Я увидела стихи Шаламова, зная уже о его прозе. И меня сразило жуткое несоответствие! В стихах он писал о любви, рвался к свету — а в прозе описывает ужас ГУЛАГа. А потом я открыла для себя стихи Анны Барковой. Она отсидела в ГУЛАГе, как и Шаламов, почти 30 лет. И я невольно стала заниматься этой темой — и осознала одну вещь.
Для любого народа всегда было важно, как проводить человека в мир иной. Чтобы его душа не возвращалась, не мучила, а наоборот, помогала. И на секунду представить, сколько замученных, загубленных людей, которых никто не провожал, не оплакивал, висит над нами! А мы даже не пытаемся поднять голову и осознать это. Мы пытаемся отогнать что-то, что мешает нам. Но мы не можем, не получается. Это не мистика! Любой, кто потерял близкого, знает, что душа приходит попрощаться. А здесь их миллионы, и они никак не могут попрощаться, потому что их просто не видят и этим — не отпускают! Они никуда не могут деться, потому что они тоже наша страна. Наши сироты. Мы все какие-то сироты. Страна сиротства. И это сиротство не только потустороннее, но и здешнее, ведь сколько детских домов — как ни в одном мире! Ведь все вроде есть. А все равно как-то не то… Если ты человек чувствующий, ты не можешь этого не ощущать.
— Вы это и поете. Внешне кажется, о любви, разлуке — нет, все о сиротстве.
— Вот поэтому глупо человека, у которого, допустим, умерли родители, бить по плечу: “Эх, пойдем потанцуем!” Утешить надо, но как, чем? А музыка, песня, которая, как ангел крыльями, обнимает... Унывать, конечно, не нужно. Но серьезно взглянуть на вещи стоит.
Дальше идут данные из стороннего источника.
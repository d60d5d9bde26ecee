//! Console window text model.

use std::collections::VecDeque;

/// Default line capacity of the console buffer.
///
/// A client run prints a few hundred lines; the cap only guards against a
/// runaway child.
pub const DEFAULT_CONSOLE_CAPACITY: usize = 5000;

/// Console text plus window and progress state. Oldest lines are dropped
/// beyond capacity.
#[derive(Debug, Clone)]
pub struct ConsoleBuffer {
    lines: VecDeque<String>,
    capacity: usize,
    visible: bool,
    pulsing: bool,
}

impl ConsoleBuffer {
    pub fn new(capacity: usize) -> Self {
        Self {
            lines: VecDeque::new(),
            capacity: capacity.max(1),
            visible: false,
            pulsing: false,
        }
    }

    pub fn append(&mut self, line: String) {
        if self.lines.len() == self.capacity {
            self.lines.pop_front();
        }
        self.lines.push_back(line);
    }

    pub fn clear(&mut self) {
        self.lines.clear();
    }

    /// Buffered lines, oldest first.
    pub fn lines(&self) -> impl Iterator<Item = &str> {
        self.lines.iter().map(String::as_str)
    }

    pub fn len(&self) -> usize {
        self.lines.len()
    }

    pub fn is_empty(&self) -> bool {
        self.lines.is_empty()
    }

    /// Whole buffer as newline-joined text.
    pub fn text(&self) -> String {
        self.lines().collect::<Vec<_>>().join("\n")
    }

    pub fn visible(&self) -> bool {
        self.visible
    }

    pub fn set_visible(&mut self, visible: bool) {
        self.visible = visible;
    }

    pub fn pulsing(&self) -> bool {
        self.pulsing
    }

    pub fn set_pulsing(&mut self, pulsing: bool) {
        self.pulsing = pulsing;
    }
}

impl Default for ConsoleBuffer {
    fn default() -> Self {
        Self::new(DEFAULT_CONSOLE_CAPACITY)
    }
}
Знаете, после терактов в метро или после трагедии 11 сентября чужие друг другу люди начинают обниматься. Только почему, чтобы это проснулось в тебе, нужен теракт или взрыв? Вопрос: что поможет бескровно пережить этот катарсис, который помогает человеку вспомнить самого себя?! Чтоб человек очнулся на минутку от этого… оптимизма, от ритма белки в колесе, в котором мы все живем. Очнулся к самому себе, в самом себе. Трезвыми глазами посмотрел на мир.
СПРАВКА "МК"
Родилась в Риге в 1969 г. В репертуаре более 600 песен. Играет на шестиструнной гитаре и гуслях. Работает в Театре музыки и поэзии Е.Камбуровой, выступает и гастролирует сольно. Автор музыки к фильмам, лауреат премии им. Веры Матвеевой, автор книги стихов “Песня для Эвридики”.